The course of Anton Bruckner's musical development may have taken a new turn when he first made the acquaintance of Wagner's music in the 1860s, but to regard him as a simple musical offshoot of Wagner, a disciple who brought to the symphony something of what Wagner brought to music drama, is both inaccurate and unfair. Indeed, an understanding of Bruckner's own sacred music—both the large masses and such smaller works as the a cappella motet Virga Jesse floruit of 1885—provides many keys to understanding Bruckner's immense symphonic works. Virga Jesse floruit, which is one of comparatively few sacred works composed after Bruckner turned to symphonies, reminds us once again that even the idea of classifying Bruckner as a Romantic is not without problems. His musical mind-set was, as has often and rightly been observed, more of the Renaissance or even the pre-Renaissance than nineteenth century modern, and no amount of chromatic elaboration and structural expansion can hide the fact that, psychologically speaking, his symphonies have nothing whatever to do with the throbbing, searching new ways of Liszt, Wagner, and company. In Virga Jesse floruit, Bruckner very consciously draws on an ancient musical heritage, spinning out rich, pure lines in a style reminiscent of Palestrina and the stile antico. It is as if time itself has no meaning to Bruckner, and in his music-making—long or short, old or new—his identity remains the same.

Virga Jesse floruit is one of Bruckner's most famous pieces; it is sung at Christmastime by choirs, amateur and professional, around the globe.
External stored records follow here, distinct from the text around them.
use thiserror::Error;

/// Error type for calls to external HTTP providers (market data, generation).
///
/// Every external dependency maps its failures into this taxonomy so the
/// retry loops and rate limiters can classify them uniformly.
#[derive(Error, Debug)]
pub enum ApiError {
    #[error("connection error: {0}")]
    Connection(String),

    #[error("rate limit exceeded: {0}")]
    RateLimited(String),

    #[error("parse error: {0}")]
    Parse(String),

    #[error("invalid request: {0}")]
    InvalidRequest(String),

    #[error("internal error: {0}")]
    Internal(String),
}

impl ApiError {
    /// Whether the in-stage retry loop should retry this call.
    ///
    /// Connection failures (timeouts, resets, 5xx) and rate limits are
    /// transient; parse and request errors will not improve on retry.
    pub fn is_retryable(&self) -> bool {
        matches!(self, ApiError::Connection(_) | ApiError::RateLimited(_))
    }

    pub fn error_type(&self) -> &'static str {
        match self {
            ApiError::Connection(_) => "connection_error",
            ApiError::RateLimited(_) => "rate_limit",
            ApiError::Parse(_) => "parse_error",
            ApiError::InvalidRequest(_) => "invalid_request",
            ApiError::Internal(_) => "internal_error",
        }
    }

    /// HTTP-style status hint used when recording the failure against a
    /// rate limiter (429 drives adaptive backoff).
    pub fn status_hint(&self) -> Option<u16> {
        match self {
            ApiError::RateLimited(_) => Some(429),
            ApiError::Connection(_) => Some(503),
            ApiError::Internal(_) => Some(500),
            _ => None,
        }
    }
}

impl From<reqwest::Error> for ApiError {
    fn from(err: reqwest::Error) -> Self {
        if err.is_timeout() {
            ApiError::Connection("request timed out".to_string())
        } else if err.is_connect() {
            ApiError::Connection("failed to connect to upstream service".to_string())
        } else if let Some(status) = err.status() {
            match status.as_u16() {
                429 => ApiError::RateLimited(
                    "too many requests to upstream service".to_string(),
                ),
                403 => ApiError::Connection(
                    "request rejected by upstream firewall".to_string(),
                ),
                500..=599 => ApiError::Connection(format!(
                    "upstream server error (HTTP {})",
                    status.as_u16()
                )),
                _ => ApiError::Internal(format!("HTTP error: {}", status)),
            }
        } else {
            ApiError::Internal(err.to_string())
        }
    }
}

impl From<serde_json::Error> for ApiError {
    fn from(err: serde_json::Error) -> Self {
        ApiError::Parse(format!("JSON parsing failed: {}", err))
    }
}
The brief gradual text translates something as follows: "The rod of Jesse flourished; a virgin produced both God and man: and God restored peace, reconciling both lowest and highest within Himself. Alleluia." Bruckner's 92 measures of music move from a group of isolated phrases at the beginning of the piece through some expansive imitative play on the text "pacem Deus reddidit," and finally to the staggered alleluias, at first ecstatic and then absolutely tender, that fill the final third of this most effective piece.